SOURCE INFORMATION:
+--
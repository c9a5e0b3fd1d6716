//! A minimal caller that owns a `RemoteData` and replaces it as a request moves
//! through its lifecycle: `NotAsked` -> `Loading` -> `Success` | `Failure`.
use std::fmt::Display;
use std::time::Duration;

use futures::Future;
use remotedata::RemoteData;
use thiserror::Error;

#[derive(Debug, Clone, PartialEq, Eq, Error)]
pub enum FetchError {
    #[error("request timed out after {0:?}")]
    Timeout(Duration),
    #[error("server responded with status {0}")]
    Status(u16),
    #[error("malformed response body: {0}")]
    Malformed(String),
}

/// Some named remote resource and where its request currently stands.
#[derive(Debug)]
pub struct Resource<A> {
    name: String,
    state: RemoteData<FetchError, A>,
}

impl<A> Resource<A> {
    pub fn new(name: impl Into<String>) -> Self {
        Self {
            name: name.into(),
            state: RemoteData::NotAsked,
        }
    }

    pub fn name(&self) -> &str {
        &self.name
    }

    pub fn state(&self) -> &RemoteData<FetchError, A> {
        &self.state
    }

    pub fn into_state(self) -> RemoteData<FetchError, A> {
        self.state
    }

    pub fn start(&mut self) {
        self.replace(RemoteData::Loading);
    }

    pub fn resolve(&mut self, outcome: Result<A, FetchError>) {
        self.replace(outcome.into());
    }

    pub fn reset(&mut self) {
        self.replace(RemoteData::NotAsked);
    }

    /// Run `request` to completion, moving through `Loading` on the way.
    pub async fn fetch<Fut>(&mut self, request: Fut) -> &RemoteData<FetchError, A>
    where
        Fut: Future<Output = Result<A, FetchError>>,
    {
        self.start();
        let outcome = request.await;
        self.resolve(outcome);
        &self.state
    }

    /// Same as [`Resource::fetch`], but gives up with [`FetchError::Timeout`]
    /// if `request` takes longer than `limit`.
    pub async fn fetch_with_timeout<Fut>(
        &mut self,
        request: Fut,
        limit: Duration,
    ) -> &RemoteData<FetchError, A>
    where
        Fut: Future<Output = Result<A, FetchError>>,
    {
        self.fetch(async move {
            match tokio::time::timeout(limit, request).await {
                Ok(outcome) => outcome,
                Err(_elapsed) => Err(FetchError::Timeout(limit)),
            }
        })
        .await
    }

    // the stored value is swapped out whole, never edited
    fn replace(&mut self, next: RemoteData<FetchError, A>) {
        let previous = std::mem::replace(&mut self.state, next);
        log::debug!(
            "{}: {} -> {}",
            self.name,
            state_name(&previous),
            state_name(&self.state)
        );
        if let RemoteData::Failure(error) = &self.state {
            log::warn!("{}: request failed: {}", self.name, error);
        }
    }
}

pub fn state_name<E, A>(state: &RemoteData<E, A>) -> &'static str {
    state
        .as_ref()
        .fold(|| "not asked", || "loading", |_| "failure", |_| "success")
}

/// A user-facing line of text for any state.
pub fn render<E: Display, A: Display>(state: &RemoteData<E, A>) -> String {
    state
        .as_ref()
        .map_both(|e| format!("could not load: {}", e), |a| a.to_string())
        .fold(
            || "nothing requested yet".to_string(),
            || "loading...".to_string(),
            |message| message,
            |text| text,
        )
}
+--
EXERCISE:
Reproduce every entry shown above, precisely as it stands.

TASK RESPONSE:
repository c9a5e0b3fd1d6716
//! A minimal caller that owns a `RemoteData` and replaces it as a request moves
//! through its lifecycle: `NotAsked` -> `Loading` -> `Success` | `Failure`.
use std::fmt::Display;
use std::time::Duration;

use futures::Future;
use remotedata::RemoteData;
use thiserror::Error;

#[derive(Debug, Clone, PartialEq, Eq, Error)]
pub enum FetchError {
    #[error("request timed out after {0:?}")]
    Timeout(Duration),
    #[error("server responded with status {0}")]
    Status(u16),
    #[error("malformed response body: {0}")]
    Malformed(String),
}

/// Some named remote resource and where its request currently stands.
#[derive(Debug)]
pub struct Resource<A> {
    name: String,
    state: RemoteData<FetchError, A>,
}

impl<A> Resource<A> {
    pub fn new(name: impl Into<String>) -> Self {
        Self {
            name: name.into(),
            state: RemoteData::NotAsked,
        }
    }

    pub fn name(&self) -> &str {
        &self.name
    }

    pub fn state(&self) -> &RemoteData<FetchError, A> {
        &self.state
    }

    pub fn into_state(self) -> RemoteData<FetchError, A> {
        self.state
    }

    pub fn start(&mut self) {
        self.replace(RemoteData::Loading);
    }

    pub fn resolve(&mut self, outcome: Result<A, FetchError>) {
        self.replace(outcome.into());
    }

    pub fn reset(&mut self) {
        self.replace(RemoteData::NotAsked);
    }

    /// Run `request` to completion, moving through `Loading` on the way.
    pub async fn fetch<Fut>(&mut self, request: Fut) -> &RemoteData<FetchError, A>
    where
        Fut: Future<Output = Result<A, FetchError>>,
    {
        self.start();
        let outcome = request.await;
        self.resolve(outcome);
        &self.state
    }

    /// Same as [`Resource::fetch`], but gives up with [`FetchError::Timeout`]
    /// if `request` takes longer than `limit`.
    pub async fn fetch_with_timeout<Fut>(
        &mut self,
        request: Fut,
        limit: Duration,
    ) -> &RemoteData<FetchError, A>
    where
        Fut: Future<Output = Result<A, FetchError>>,
    {
        self.fetch(async move {
            match tokio::time::timeout(limit, request).await {
                Ok(outcome) => outcome,
                Err(_elapsed) => Err(FetchError::Timeout(limit)),
            }
        })
        .await
    }

    // the stored value is swapped out whole, never edited
    fn replace(&mut self, next: RemoteData<FetchError, A>) {
        let previous = std::mem::replace(&mut self.state, next);
        log::debug!(
            "{}: {} -> {}",
            self.name,
            state_name(&previous),
            state_name(&self.state)
        );
        if let RemoteData::Failure(error) = &self.state {
            log::warn!("{}: request failed: {}", self.name, error);
        }
    }
}

pub fn state_name<E, A>(state: &RemoteData<E, A>) -> &'static str {
    state
        .as_ref()
        .fold(|| "not asked", || "loading", |_| "failure", |_| "success")
}

/// A user-facing line of text for any state.
pub fn render<E: Display, A: Display>(state: &RemoteData<E, A>) -> String {
    state
        .as_ref()
        .map_both(|e| format!("could not load: {}", e), |a| a.to_string())
        .fold(
            || "nothing requested yet".to_string(),
            || "loading...".to_string(),
            |message| message,
            |text| text,
        )
}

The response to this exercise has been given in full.